Where a line of the data holds the word "ServeDir", copy that line.

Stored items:

+++

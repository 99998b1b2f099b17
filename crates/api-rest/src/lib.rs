//! # API REST
//!
//! REST API implementation for the media service.
//!
//! Handles:
//! - HTTP endpoints with axum
//! - OpenAPI/Swagger documentation
//! - Static serving of the upload root under the public prefix
//! - REST-specific concerns (multipart parsing, JSON serialization, CORS)
//!
//! Uses `api-shared` for response types and `media-core` for all media operations.

#![warn(rust_2018_idioms)]

mod error;
mod handlers;

use axum::{
    extract::DefaultBodyLimit,
    routing::{get, post},
    Router,
};
use media_core::MediaService;
use std::sync::Arc;
use tower_http::{cors::CorsLayer, services::ServeDir, trace::TraceLayer};
use utoipa::OpenApi;
use utoipa_swagger_ui::SwaggerUi;

pub use handlers::UploadQuery;

/// Multipart overhead allowed on top of the file payload.
const MULTIPART_OVERHEAD_BYTES: usize = 1024 * 1024;

/// Number of maximum-size files a batch request may carry.
const MAX_BATCH_FILES: usize = 10;

/// Application state for the REST API server
#[derive(Clone)]
pub struct AppState {
    service: Arc<MediaService>,
}

impl AppState {
    pub fn new(service: Arc<MediaService>) -> Self {
        Self { service }
    }
}

#[derive(OpenApi)]
#[openapi(
    paths(
        handlers::health,
        handlers::upload,
        handlers::upload_batch,
        handlers::asset_info,
        handlers::delete_asset,
        handlers::storage_stats,
        handlers::validate_references,
        handlers::cleanup_orphans,
        handlers::fix_broken_references,
    ),
    components(schemas(
        api_shared::HealthRes,
        api_shared::UploadRes,
        api_shared::FailedUploadRes,
        api_shared::BatchUploadRes,
        api_shared::FileInfoRes,
        api_shared::DeleteAssetRes,
        api_shared::StorageStatsRes,
        api_shared::RecordReferenceRes,
        api_shared::CollaboratorReportRes,
        api_shared::ReferenceValidationRes,
        api_shared::CleanupRes,
        api_shared::RepairRes,
    ))
)]
pub struct ApiDoc;

/// Builds the application router.
///
/// Requests larger than the configured upload limit are still accepted up to a batch-sized
/// body so that the validator, not the transport, reports oversized files.
pub fn build_router(state: AppState) -> Router {
    let cfg = state.service.config();
    let upload_root = cfg.upload_root().to_path_buf();
    let public_prefix = cfg.public_prefix().to_string();
    let body_limit = usize::try_from(cfg.max_upload_bytes())
        .unwrap_or(usize::MAX)
        .saturating_mul(MAX_BATCH_FILES)
        .saturating_add(MULTIPART_OVERHEAD_BYTES);

    Router::new()
        .route("/health", get(handlers::health))
        .route("/media/upload", post(handlers::upload))
        .route("/media/upload/batch", post(handlers::upload_batch))
        .route(
            "/media/assets/*path",
            get(handlers::asset_info).delete(handlers::delete_asset),
        )
        .route("/media/stats", get(handlers::storage_stats))
        .route("/media/references", get(handlers::validate_references))
        .route("/media/cleanup", post(handlers::cleanup_orphans))
        .route("/media/repair", post(handlers::fix_broken_references))
        .nest_service(&public_prefix, ServeDir::new(upload_root))
        .merge(SwaggerUi::new("/swagger-ui").url("/api-docs/openapi.json", ApiDoc::openapi()))
        .layer(DefaultBodyLimit::max(body_limit))
        .layer(TraceLayer::new_for_http())
        .layer(CorsLayer::permissive())
        .with_state(state)
}

/// Serves the REST API on `addr` until the server stops.
///
/// # Errors
/// Returns an error if:
/// - the server address cannot be bound, or
/// - the HTTP server fails while running.
pub async fn serve(service: Arc<MediaService>, addr: &str) -> anyhow::Result<()> {
    tracing::info!("-- Starting media REST API on {}", addr);

    let app = build_router(AppState::new(service));
    let listener = tokio::net::TcpListener::bind(addr).await?;
    axum::serve(listener, app).await?;

    Ok(())
}
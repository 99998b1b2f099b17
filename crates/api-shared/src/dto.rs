//! Response bodies for the media APIs.
//!
//! Field names are camelCase on the wire. Timestamps are RFC 3339 strings.

use media_core::{
    uploaded_at, BatchUploadOutcome, CleanupSummary, CollaboratorReport, FailedUpload, FileInfo,
    RecordReference, ReferenceValidation, RepairSummary, StorageStats, UploadedAsset,
};
use serde::{Deserialize, Serialize};
use utoipa::ToSchema;

#[derive(Debug, Clone, Serialize, Deserialize, ToSchema)]
pub struct HealthRes {
    pub ok: bool,
    pub message: String,
}

#[derive(Debug, Clone, PartialEq, Eq, Serialize, Deserialize, ToSchema)]
#[serde(rename_all = "camelCase")]
pub struct UploadRes {
    pub filename: String,
    pub relative_path: String,
    pub url: String,
    pub byte_size: u64,
    pub original_byte_size: u64,
    pub mime_type: String,
    pub width: u32,
    pub height: u32,
}

impl From<UploadedAsset> for UploadRes {
    fn from(asset: UploadedAsset) -> Self {
        Self {
            filename: asset.filename,
            relative_path: asset.relative_path,
            url: asset.url,
            byte_size: asset.byte_size,
            original_byte_size: asset.original_byte_size,
            mime_type: asset.mime_type,
            width: asset.width,
            height: asset.height,
        }
    }
}

#[derive(Debug, Clone, Serialize, Deserialize, ToSchema)]
pub struct FailedUploadRes {
    pub filename: String,
    pub error: String,
}

impl From<FailedUpload> for FailedUploadRes {
    fn from(failed: FailedUpload) -> Self {
        Self {
            filename: failed.filename,
            error: failed.error,
        }
    }
}

#[derive(Debug, Clone, Serialize, Deserialize, ToSchema)]
pub struct BatchUploadRes {
    pub succeeded: Vec<UploadRes>,
    pub failed: Vec<FailedUploadRes>,
}

impl From<BatchUploadOutcome> for BatchUploadRes {
    fn from(outcome: BatchUploadOutcome) -> Self {
        Self {
            succeeded: outcome.succeeded.into_iter().map(Into::into).collect(),
            failed: outcome.failed.into_iter().map(Into::into).collect(),
        }
    }
}

#[derive(Debug, Clone, Serialize, Deserialize, ToSchema)]
#[serde(rename_all = "camelCase")]
pub struct FileInfoRes {
    pub relative_path: String,
    pub size_bytes: u64,
    pub width: Option<u32>,
    pub height: Option<u32>,
    pub media_type: Option<String>,
    pub created_at: String,
    pub modified_at: String,
    /// Upload time encoded in the filename, when it follows the naming layout
    pub uploaded_at: Option<String>,
}

impl From<FileInfo> for FileInfoRes {
    fn from(info: FileInfo) -> Self {
        let uploaded_at = uploaded_at(info.relative_path.as_str()).map(|at| at.to_rfc3339());
        Self {
            uploaded_at,
            relative_path: info.relative_path.into_inner(),
            size_bytes: info.size_bytes,
            width: info.width,
            height: info.height,
            media_type: info.media_type.map(|m| m.into_inner()),
            created_at: info.created_at.to_rfc3339(),
            modified_at: info.modified_at.to_rfc3339(),
        }
    }
}

#[derive(Debug, Clone, Serialize, Deserialize, ToSchema)]
pub struct DeleteAssetRes {
    pub deleted: bool,
}

#[derive(Debug, Clone, Serialize, Deserialize, ToSchema)]
#[serde(rename_all = "camelCase")]
pub struct StorageStatsRes {
    pub total_images: u64,
    pub total_size: u64,
    pub total_size_formatted: String,
    pub average_size: u64,
}

impl From<StorageStats> for StorageStatsRes {
    fn from(stats: StorageStats) -> Self {
        Self {
            total_images: stats.total_images as u64,
            total_size: stats.total_size,
            total_size_formatted: stats.total_size_formatted,
            average_size: stats.average_size,
        }
    }
}

#[derive(Debug, Clone, Serialize, Deserialize, ToSchema)]
#[serde(rename_all = "camelCase")]
pub struct RecordReferenceRes {
    pub record_id: String,
    pub label: String,
    pub path: String,
}

impl From<RecordReference> for RecordReferenceRes {
    fn from(r: RecordReference) -> Self {
        Self {
            record_id: r.record_id,
            label: r.label,
            path: r.path,
        }
    }
}

#[derive(Debug, Clone, Serialize, Deserialize, ToSchema)]
#[serde(rename_all = "camelCase")]
pub struct CollaboratorReportRes {
    pub collaborator: String,
    pub valid: Vec<RecordReferenceRes>,
    pub broken: Vec<RecordReferenceRes>,
    pub external_count: u64,
    pub error: Option<String>,
}

impl From<CollaboratorReport> for CollaboratorReportRes {
    fn from(report: CollaboratorReport) -> Self {
        Self {
            collaborator: report.collaborator,
            valid: report.valid.into_iter().map(Into::into).collect(),
            broken: report.broken.into_iter().map(Into::into).collect(),
            external_count: report.external_count as u64,
            error: report.error,
        }
    }
}

#[derive(Debug, Clone, Serialize, Deserialize, ToSchema)]
#[serde(rename_all = "camelCase")]
pub struct ReferenceValidationRes {
    pub per_collaborator: Vec<CollaboratorReportRes>,
    pub orphaned: Vec<String>,
}

impl From<ReferenceValidation> for ReferenceValidationRes {
    fn from(validation: ReferenceValidation) -> Self {
        Self {
            per_collaborator: validation
                .per_collaborator
                .into_iter()
                .map(Into::into)
                .collect(),
            orphaned: validation.orphaned,
        }
    }
}

#[derive(Debug, Clone, Serialize, Deserialize, ToSchema)]
#[serde(rename_all = "camelCase")]
pub struct CleanupRes {
    pub deleted_count: u64,
    pub valid_paths_count: u64,
    pub failed_count: u64,
    pub skipped_recent_count: u64,
    pub failed_collaborators: Vec<String>,
}

impl From<CleanupSummary> for CleanupRes {
    fn from(summary: CleanupSummary) -> Self {
        Self {
            deleted_count: summary.deleted_count as u64,
            valid_paths_count: summary.valid_paths_count as u64,
            failed_count: summary.failed_count as u64,
            skipped_recent_count: summary.skipped_recent_count as u64,
            failed_collaborators: summary.failed_collaborators,
        }
    }
}

#[derive(Debug, Clone, Serialize, Deserialize, ToSchema)]
#[serde(rename_all = "camelCase")]
pub struct RepairRes {
    pub fixed_count: u64,
    pub orphaned_count: u64,
    pub failed_count: u64,
}

impl From<RepairSummary> for RepairRes {
    fn from(summary: RepairSummary) -> Self {
        Self {
            fixed_count: summary.fixed_count as u64,
            orphaned_count: summary.orphaned_count as u64,
            failed_count: summary.failed_count as u64,
        }
    }
}

#[cfg(test)]
mod tests {
    use super::*;

    #[test]
    fn test_cleanup_res_wire_names() {
        let res: CleanupRes = CleanupSummary {
            deleted_count: 2,
            valid_paths_count: 5,
            ..CleanupSummary::default()
        }
        .into();

        let json = serde_json::to_value(&res).unwrap();
        assert_eq!(json["deletedCount"], 2);
        assert_eq!(json["validPathsCount"], 5);
        assert_eq!(json["skippedRecentCount"], 0);
    }

    #[test]
    fn test_upload_res_from_asset() {
        let res = UploadRes::from(UploadedAsset {
            filename: "logo-1-0a1b2c3d.webp".into(),
            relative_path: "banks/logo-1-0a1b2c3d.webp".into(),
            url: "/uploads/banks/logo-1-0a1b2c3d.webp".into(),
            byte_size: 10,
            original_byte_size: 100,
            mime_type: "image/webp".into(),
            width: 300,
            height: 300,
        });

        let json = serde_json::to_value(&res).unwrap();
        assert_eq!(json["originalByteSize"], 100);
        assert_eq!(json["relativePath"], "banks/logo-1-0a1b2c3d.webp");
    }

    fn file_info(relative_path: &str) -> FileInfo {
        let at = chrono::DateTime::parse_from_rfc3339("2025-10-16T08:00:00Z")
            .unwrap()
            .with_timezone(&chrono::Utc);
        FileInfo {
            relative_path: media_types::NonEmptyText::new(relative_path).unwrap(),
            size_bytes: 2048,
            width: Some(300),
            height: Some(150),
            media_type: media_types::NonEmptyText::new("image/webp").ok(),
            created_at: at,
            modified_at: at,
        }
    }

    #[test]
    fn test_file_info_res_upload_time() {
        let named = FileInfoRes::from(file_info("banks/logo-1760601234567-0a1b2c3d.webp"));
        let json = serde_json::to_value(&named).unwrap();
        assert_eq!(json["uploadedAt"], "2025-10-16T07:53:54.567+00:00");
        assert_eq!(json["modifiedAt"], "2025-10-16T08:00:00+00:00");

        let copied = FileInfoRes::from(file_info("gallery/holiday.jpg"));
        assert_eq!(copied.uploaded_at, None);
    }
}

+++

-- SOLUTION --
use tower_http::{cors::CorsLayer, services::ServeDir, trace::TraceLayer};
        .nest_service(&public_prefix, ServeDir::new(upload_root))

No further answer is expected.